> **Data under study**
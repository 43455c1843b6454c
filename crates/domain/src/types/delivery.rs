//! Delivery outcomes and send history records.

use chrono::{DateTime, SecondsFormat, Utc};
use serde::{Deserialize, Serialize};
use uuid::Uuid;

use crate::constants::SELF_CHANNEL_LABEL;
use crate::impl_domain_status_conversions;
use crate::types::report::Report;

/// Where a report digest is delivered. Only the signed-in user's own chat
/// ("send to me") is supported.
#[derive(Debug, Clone, Copy, PartialEq, Eq, Default, Serialize, Deserialize)]
#[serde(rename_all = "snake_case")]
pub enum DeliveryChannel {
    #[default]
    SelfMemo,
}

impl DeliveryChannel {
    #[must_use]
    pub fn label(self) -> &'static str {
        match self {
            Self::SelfMemo => SELF_CHANNEL_LABEL,
        }
    }

    #[must_use]
    pub fn recipient_kind(self) -> RecipientKind {
        match self {
            Self::SelfMemo => RecipientKind::Myself,
        }
    }
}

/// Why a delivery failed. Callers use it to decide whether to re-run login.
#[derive(Debug, Clone, Copy, PartialEq, Eq, Serialize, Deserialize)]
#[serde(tag = "kind", rename_all = "snake_case")]
pub enum DeliveryFailure {
    /// No usable token was available; nothing was sent.
    NotAuthenticated,
    /// The provider rejected the bearer token.
    Unauthorized,
    /// The provider answered with a non-2xx status other than 401.
    Rejected { status: u16 },
    /// The request never produced a response.
    Network,
}

impl DeliveryFailure {
    #[must_use]
    pub fn requires_login(self) -> bool {
        matches!(self, Self::NotAuthenticated | Self::Unauthorized)
    }
}

/// Outcome of one delivery attempt.
#[derive(Debug, Clone, PartialEq, Eq, Serialize, Deserialize)]
#[serde(rename_all = "camelCase")]
pub struct DeliveryResult {
    pub success: bool,
    pub recipient_label: String,
    /// RFC 3339 timestamp of the attempt.
    pub sent_at: String,
    #[serde(default, skip_serializing_if = "Option::is_none")]
    pub error_message: Option<String>,
    #[serde(default, skip_serializing_if = "Option::is_none")]
    pub failure: Option<DeliveryFailure>,
}

impl DeliveryResult {
    #[must_use]
    pub fn succeeded(channel: DeliveryChannel, sent_at: DateTime<Utc>) -> Self {
        Self {
            success: true,
            recipient_label: channel.label().to_string(),
            sent_at: sent_at.to_rfc3339_opts(SecondsFormat::Millis, true),
            error_message: None,
            failure: None,
        }
    }

    #[must_use]
    pub fn failed(
        channel: DeliveryChannel,
        sent_at: DateTime<Utc>,
        failure: DeliveryFailure,
        error_message: impl Into<String>,
    ) -> Self {
        Self {
            success: false,
            recipient_label: channel.label().to_string(),
            sent_at: sent_at.to_rfc3339_opts(SecondsFormat::Millis, true),
            error_message: Some(error_message.into()),
            failure: Some(failure),
        }
    }

    #[must_use]
    pub fn requires_login(&self) -> bool {
        self.failure.is_some_and(DeliveryFailure::requires_login)
    }
}

/// Per-report results of a sequential bulk send.
#[derive(Debug, Clone, Default, PartialEq, Eq, Serialize, Deserialize)]
pub struct BulkDeliverySummary {
    pub results: Vec<DeliveryResult>,
    pub succeeded: usize,
    pub failed: usize,
}

impl BulkDeliverySummary {
    pub fn push(&mut self, result: DeliveryResult) {
        if result.success {
            self.succeeded += 1;
        } else {
            self.failed += 1;
        }
        self.results.push(result);
    }
}

#[derive(Debug, Clone, Copy, PartialEq, Eq, Serialize, Deserialize)]
#[serde(rename_all = "snake_case")]
pub enum RecipientKind {
    #[serde(rename = "self")]
    Myself,
}

impl_domain_status_conversions!(RecipientKind {
    Myself => "self",
});

#[derive(Debug, Clone, Copy, PartialEq, Eq, Serialize, Deserialize)]
#[serde(rename_all = "snake_case")]
pub enum SendStatus {
    Success,
    Failed,
}

impl_domain_status_conversions!(SendStatus {
    Success => "success",
    Failed => "failed",
});

/// A persisted record of one delivery attempt.
#[derive(Debug, Clone, PartialEq, Serialize, Deserialize)]
pub struct SendHistoryEntry {
    pub id: Uuid,
    pub student_id: String,
    pub student_name: String,
    /// `student_id:year_month` of the report that was sent.
    pub report_key: String,
    pub recipient_label: String,
    pub recipient_kind: RecipientKind,
    pub sent_at: DateTime<Utc>,
    pub status: SendStatus,
    pub error_message: Option<String>,
}

impl SendHistoryEntry {
    #[must_use]
    pub fn from_result(
        report: &Report,
        channel: DeliveryChannel,
        result: &DeliveryResult,
        sent_at: DateTime<Utc>,
    ) -> Self {
        Self {
            id: Uuid::now_v7(),
            student_id: report.student_id.clone(),
            student_name: report.student_name.clone(),
            report_key: format!("{}:{}", report.student_id, report.year_month),
            recipient_label: result.recipient_label.clone(),
            recipient_kind: channel.recipient_kind(),
            sent_at,
            status: if result.success { SendStatus::Success } else { SendStatus::Failed },
            error_message: result.error_message.clone(),
        }
    }
}

#[cfg(test)]
mod tests {
    use chrono::TimeZone;

    use super::*;

    fn at() -> DateTime<Utc> {
        Utc.with_ymd_and_hms(2024, 3, 15, 9, 30, 0).unwrap()
    }

    #[test]
    fn failed_result_carries_classification() {
        let result = DeliveryResult::failed(
            DeliveryChannel::SelfMemo,
            at(),
            DeliveryFailure::NotAuthenticated,
            "not authenticated",
        );
        assert!(!result.success);
        assert_eq!(result.error_message.as_deref(), Some("not authenticated"));
        assert!(result.requires_login());
        assert_eq!(result.sent_at, "2024-03-15T09:30:00.000Z");
    }

    #[test]
    fn rejected_failure_does_not_require_login() {
        let result = DeliveryResult::failed(
            DeliveryChannel::SelfMemo,
            at(),
            DeliveryFailure::Rejected { status: 500 },
            "HTTP 500",
        );
        assert!(!result.requires_login());
        let json = serde_json::to_value(&result).unwrap();
        assert_eq!(json["failure"]["kind"], "rejected");
        assert_eq!(json["failure"]["status"], 500);
    }

    #[test]
    fn bulk_summary_counts_outcomes() {
        let mut summary = BulkDeliverySummary::default();
        summary.push(DeliveryResult::succeeded(DeliveryChannel::SelfMemo, at()));
        summary.push(DeliveryResult::failed(
            DeliveryChannel::SelfMemo,
            at(),
            DeliveryFailure::Network,
            "timeout",
        ));
        summary.push(DeliveryResult::succeeded(DeliveryChannel::SelfMemo, at()));
        assert_eq!((summary.succeeded, summary.failed), (2, 1));
        assert_eq!(summary.results.len(), 3);
    }

    #[test]
    fn history_entry_mirrors_result() {
        let report = Report {
            student_id: "s-7".into(),
            student_name: "이서연".into(),
            year_month: "2024-03".into(),
            scores: vec![],
            total_comment: None,
        };
        let result = DeliveryResult::succeeded(DeliveryChannel::SelfMemo, at());
        let entry = SendHistoryEntry::from_result(&report, DeliveryChannel::SelfMemo, &result, at());
        assert_eq!(entry.report_key, "s-7:2024-03");
        assert_eq!(entry.recipient_kind, RecipientKind::Myself);
        assert_eq!(entry.status, SendStatus::Success);
        assert_eq!(entry.recipient_kind.to_string(), "self");
    }

    #[test]
    fn recipient_kind_only_knows_self() {
        assert_eq!("SELF".parse::<RecipientKind>(), Ok(RecipientKind::Myself));
        assert!("parent".parse::<RecipientKind>().is_err());
        assert_eq!(serde_json::to_string(&RecipientKind::Myself).unwrap(), "\"self\"");
    }
}
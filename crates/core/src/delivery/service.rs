//! Delivery service - core business logic
//!
//! Every call ends in a [`DeliveryResult`]; failures are data, not errors.

use std::sync::Arc;

use chrono::{DateTime, Utc};
use talkreport_common::time::{Clock, SystemClock};
use talkreport_domain::constants::KAKAO_DEFAULT_LINK_URL;
use talkreport_domain::{
    BulkDeliverySummary, DeliveryChannel, DeliveryFailure, DeliveryResult, Report,
    SendHistoryEntry,
};
use tracing::{info, warn};

use super::digest::TextMessage;
use super::ports::{AccessTokenSource, DeliveryHistory, MessageSender, SendError};

/// Error message for a send attempted without a usable token.
pub const NOT_AUTHENTICATED: &str = "not authenticated";

/// Sends report digests and records the outcome.
pub struct DeliveryService {
    tokens: Arc<dyn AccessTokenSource>,
    sender: Arc<dyn MessageSender>,
    history: Option<Arc<dyn DeliveryHistory>>,
    clock: Arc<dyn Clock>,
    link_url: String,
}

impl DeliveryService {
    pub fn new(tokens: Arc<dyn AccessTokenSource>, sender: Arc<dyn MessageSender>) -> Self {
        Self {
            tokens,
            sender,
            history: None,
            clock: Arc::new(SystemClock),
            link_url: KAKAO_DEFAULT_LINK_URL.to_string(),
        }
    }

    pub fn with_history(mut self, history: Arc<dyn DeliveryHistory>) -> Self {
        self.history = Some(history);
        self
    }

    pub fn with_clock(mut self, clock: Arc<dyn Clock>) -> Self {
        self.clock = clock;
        self
    }

    pub fn with_link_url(mut self, link_url: impl Into<String>) -> Self {
        self.link_url = link_url.into();
        self
    }

    fn now(&self) -> DateTime<Utc> {
        DateTime::<Utc>::from(self.clock.system_time())
    }

    /// Send one report's digest over `channel`.
    ///
    /// Never starts a login. Only a rejected token invalidates the cached
    /// token; transport errors and other statuses leave it alone.
    pub async fn deliver(&self, report: &Report, channel: DeliveryChannel) -> DeliveryResult {
        let sent_at = self.now();
        let result = self.attempt(report, channel, sent_at).await;

        if let Some(history) = &self.history {
            let entry = SendHistoryEntry::from_result(report, channel, &result, sent_at);
            if let Err(e) = history.record(&entry).await {
                warn!(error = %e, student_id = %report.student_id, "Failed to record send history");
            }
        }
        result
    }

    async fn attempt(
        &self,
        report: &Report,
        channel: DeliveryChannel,
        sent_at: DateTime<Utc>,
    ) -> DeliveryResult {
        let Some(token) = self.tokens.valid_access_token().await else {
            info!(student_id = %report.student_id, "Delivery skipped, not authenticated");
            return DeliveryResult::failed(
                channel,
                sent_at,
                DeliveryFailure::NotAuthenticated,
                NOT_AUTHENTICATED,
            );
        };

        let message = TextMessage::for_report(report, self.link_url.clone());
        let outcome = match channel {
            DeliveryChannel::SelfMemo => self.sender.send_to_self(&token, &message).await,
        };

        match outcome {
            Ok(()) => {
                info!(student_id = %report.student_id, channel = channel.label(), "Report delivered");
                DeliveryResult::succeeded(channel, sent_at)
            }
            Err(err) => {
                warn!(student_id = %report.student_id, error = %err, "Report delivery failed");
                let failure = match &err {
                    SendError::Unauthorized { .. } => {
                        self.tokens.invalidate_access_token(&token).await;
                        DeliveryFailure::Unauthorized
                    }
                    SendError::Rejected { status, .. } => {
                        DeliveryFailure::Rejected { status: *status }
                    }
                    SendError::Transport(_) => DeliveryFailure::Network,
                };
                DeliveryResult::failed(channel, sent_at, failure, err.to_string())
            }
        }
    }

    /// Send each report in turn; one failure does not stop the rest.
    pub async fn deliver_many(
        &self,
        reports: &[Report],
        channel: DeliveryChannel,
    ) -> BulkDeliverySummary {
        let mut summary = BulkDeliverySummary::default();
        for report in reports {
            summary.push(self.deliver(report, channel).await);
        }
        info!(succeeded = summary.succeeded, failed = summary.failed, "Bulk delivery finished");
        summary
    }

    /// Recorded attempts, newest first; empty without a history port.
    pub async fn history(&self, limit: usize) -> talkreport_domain::Result<Vec<SendHistoryEntry>> {
        match &self.history {
            Some(history) => history.recent(limit).await,
            None => Ok(Vec::new()),
        }
    }
}
//! Session commands: restore, login, logout, status.

use serde::Serialize;
use talkreport_domain::{Result, TalkReportError};
use talkreport_infra::{InfraError, KakaoCallbackServer};
use tracing::{info, warn};

use crate::context::AppContext;
use crate::utils::command_helpers::execute_logged;

/// What the UI needs to decide between "send" and "log in".
#[derive(Debug, Clone, PartialEq, Eq, Serialize)]
#[serde(rename_all = "camelCase")]
pub struct AuthStatus {
    pub authenticated: bool,
    /// Seconds until the access token expires; negative once it has.
    #[serde(skip_serializing_if = "Option::is_none")]
    pub expires_in_secs: Option<i64>,
}

fn domain_error(err: impl Into<InfraError>) -> TalkReportError {
    let infra: InfraError = err.into();
    infra.into()
}

/// Load persisted credentials, refreshing them if they already expired.
///
/// # Errors
/// Returns `Credentials` when the store cannot be read.
pub async fn restore_session(ctx: &AppContext) -> Result<AuthStatus> {
    execute_logged("auth::restore", || async {
        let restored = ctx.tokens.restore().await.map_err(domain_error)?;
        info!(restored = restored.is_some(), "Session restore finished");
        Ok(status(ctx).await)
    })
    .await
}

/// Current session state, without touching the network.
pub async fn status(ctx: &AppContext) -> AuthStatus {
    AuthStatus {
        authenticated: ctx.tokens.is_authenticated().await,
        expires_in_secs: ctx.tokens.seconds_until_expiry().await,
    }
}

/// Run the browser login and wait for the redirect.
///
/// The loopback callback server only runs for the duration of the login.
///
/// # Errors
/// Returns `Network` if the redirect port is taken and `Auth` when the
/// login ends without a token.
pub async fn login(ctx: &AppContext) -> Result<AuthStatus> {
    execute_logged("auth::login", || async {
        let server =
            KakaoCallbackServer::start(&ctx.config.kakao.redirect_uri, ctx.login.mailbox().clone())
                .await?;

        let outcome = ctx.login.login().await;
        if let Err(err) = server.shutdown().await {
            warn!(error = %err, "Callback server did not stop cleanly");
        }

        outcome.map_err(domain_error)?;
        Ok(status(ctx).await)
    })
    .await
}

/// Forget the session locally and in the credential store.
///
/// # Errors
/// Returns `Credentials` when the store cannot be cleared.
pub async fn logout(ctx: &AppContext) -> Result<()> {
    execute_logged("auth::logout", || async {
        ctx.login.cancel();
        ctx.tokens.clear().await.map_err(domain_error)
    })
    .await
}
//! Clock trait with a real and a controllable implementation.
//!
//! ```
//! use std::time::Duration;
//!
//! use talkreport_common::time::{Clock, MockClock};
//!
//! let clock = MockClock::at_epoch_millis(1_000);
//! clock.advance(Duration::from_secs(5));
//! assert_eq!(clock.millis_since_epoch(), 6_000);
//! ```

use std::sync::Arc;
use std::time::{Duration, Instant, SystemTime, UNIX_EPOCH};

use parking_lot::Mutex;

/// Trait for time operations to enable deterministic testing
pub trait Clock: Send + Sync + 'static {
    /// Get current instant (monotonic time)
    fn now(&self) -> Instant;

    /// Get current system time (wall clock)
    fn system_time(&self) -> SystemTime;

    /// Get milliseconds since UNIX epoch
    fn millis_since_epoch(&self) -> i64 {
        let millis = self.system_time().duration_since(UNIX_EPOCH).unwrap_or_default().as_millis();
        i64::try_from(millis).unwrap_or(i64::MAX)
    }
}

/// Real system clock implementation for production use
#[derive(Debug, Clone, Copy, Default)]
pub struct SystemClock;

impl Clock for SystemClock {
    fn now(&self) -> Instant {
        Instant::now()
    }

    fn system_time(&self) -> SystemTime {
        SystemTime::now()
    }
}

impl<T: Clock> Clock for Arc<T> {
    fn now(&self) -> Instant {
        (**self).now()
    }

    fn system_time(&self) -> SystemTime {
        (**self).system_time()
    }
}

/// Mock clock for deterministic testing
///
/// Clones share the same elapsed time, so a test can keep one handle and
/// pass another into the code under test.
#[derive(Debug, Clone)]
pub struct MockClock {
    start: Instant,
    wall_start: SystemTime,
    elapsed: Arc<Mutex<Duration>>,
}

impl MockClock {
    /// Mock clock whose wall time starts at 2023-11-14T22:13:20Z.
    #[must_use]
    pub fn new() -> Self {
        Self::at_epoch_millis(1_700_000_000_000)
    }

    #[must_use]
    pub fn at_epoch_millis(millis: u64) -> Self {
        Self {
            start: Instant::now(),
            wall_start: UNIX_EPOCH + Duration::from_millis(millis),
            elapsed: Arc::new(Mutex::new(Duration::ZERO)),
        }
    }

    pub fn advance(&self, duration: Duration) {
        *self.elapsed.lock() += duration;
    }

    pub fn advance_millis(&self, millis: u64) {
        self.advance(Duration::from_millis(millis));
    }

    #[must_use]
    pub fn elapsed(&self) -> Duration {
        *self.elapsed.lock()
    }
}

impl Default for MockClock {
    fn default() -> Self {
        Self::new()
    }
}

impl Clock for MockClock {
    fn now(&self) -> Instant {
        self.start + self.elapsed()
    }

    fn system_time(&self) -> SystemTime {
        self.wall_start + self.elapsed()
    }
}
//! Delivery commands

use std::path::Path;

use serde::Deserialize;
use talkreport_domain::{
    BulkDeliverySummary, DeliveryChannel, DeliveryResult, Report, Result, SendHistoryEntry,
    TalkReportError,
};
use tracing::info;

use crate::context::AppContext;
use crate::utils::command_helpers::execute_logged;

#[derive(Deserialize)]
#[serde(untagged)]
enum ReportFile {
    Many(Vec<Report>),
    One(Box<Report>),
}

/// Read reports from a JSON file holding one report or an array of them.
///
/// # Errors
/// Returns `NotFound` for a missing file and `InvalidInput` for JSON that
/// is not a report.
pub async fn load_reports(path: &Path) -> Result<Vec<Report>> {
    let raw = tokio::fs::read_to_string(path).await.map_err(|err| match err.kind() {
        std::io::ErrorKind::NotFound => {
            TalkReportError::NotFound(format!("report file {}", path.display()))
        }
        _ => TalkReportError::InvalidInput(format!("cannot read {}: {err}", path.display())),
    })?;

    let parsed: ReportFile = serde_json::from_str(&raw).map_err(|err| {
        TalkReportError::InvalidInput(format!("{} is not a report file: {err}", path.display()))
    })?;
    Ok(match parsed {
        ReportFile::Many(reports) => reports,
        ReportFile::One(report) => vec![*report],
    })
}

/// Send one report digest to the signed-in user's own chat.
pub async fn send_report(ctx: &AppContext, report: &Report) -> DeliveryResult {
    let result = ctx.delivery.deliver(report, DeliveryChannel::SelfMemo).await;
    info!(
        command = "send::one",
        success = result.success,
        requires_login = result.requires_login(),
        "command_execution_finished"
    );
    result
}

/// Send every report in order; failures are counted, not fatal.
pub async fn bulk_send(ctx: &AppContext, reports: &[Report]) -> BulkDeliverySummary {
    let summary = ctx.delivery.deliver_many(reports, DeliveryChannel::SelfMemo).await;
    info!(
        command = "send::bulk",
        total = reports.len(),
        succeeded = summary.succeeded,
        failed = summary.failed,
        "command_execution_finished"
    );
    summary
}

/// Recorded attempts, newest first, optionally for one student.
///
/// # Errors
/// Returns `Database` when the history table cannot be read.
pub async fn send_history(
    ctx: &AppContext,
    limit: usize,
    student_id: Option<&str>,
) -> Result<Vec<SendHistoryEntry>> {
    execute_logged("send::history", || async {
        match student_id {
            Some(student_id) => ctx.history.for_student(student_id, limit).await,
            None => ctx.delivery.history(limit).await,
        }
    })
    .await
}

#[cfg(test)]
mod tests {
    use tempfile::TempDir;

    use super::*;

    const REPORT: &str = r#"{
        "studentId": "s-1",
        "studentName": "김민수",
        "yearMonth": "2024-03",
        "scores": [{"subject": "국어", "score": 95}]
    }"#;

    #[tokio::test]
    async fn loads_single_report_and_arrays() {
        let dir = TempDir::new().unwrap();
        let one = dir.path().join("one.json");
        let many = dir.path().join("many.json");
        std::fs::write(&one, REPORT).unwrap();
        std::fs::write(&many, format!("[{REPORT}, {REPORT}]")).unwrap();

        let single = load_reports(&one).await.unwrap();
        assert_eq!(single.len(), 1);
        assert_eq!(single[0].student_name, "김민수");
        assert_eq!(load_reports(&many).await.unwrap().len(), 2);
    }

    #[tokio::test]
    async fn rejects_missing_and_malformed_files() {
        let dir = TempDir::new().unwrap();
        let missing = load_reports(&dir.path().join("nope.json")).await.unwrap_err();
        assert!(matches!(missing, TalkReportError::NotFound(_)));

        let bad = dir.path().join("bad.json");
        std::fs::write(&bad, r#"{"hello": "world"}"#).unwrap();
        let err = load_reports(&bad).await.unwrap_err();
        assert!(matches!(err, TalkReportError::InvalidInput(_)));
    }
}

> **Work to be completed**
Please write out, exactly as they appear above, only the lines in the stretch from the line with "leave it alone." through the line with "let sent_at = self.now();".

> **Result below**
    /// token; transport errors and other statuses leave it alone.
    pub async fn deliver(&self, report: &Report, channel: DeliveryChannel) -> DeliveryResult {
        let sent_at = self.now();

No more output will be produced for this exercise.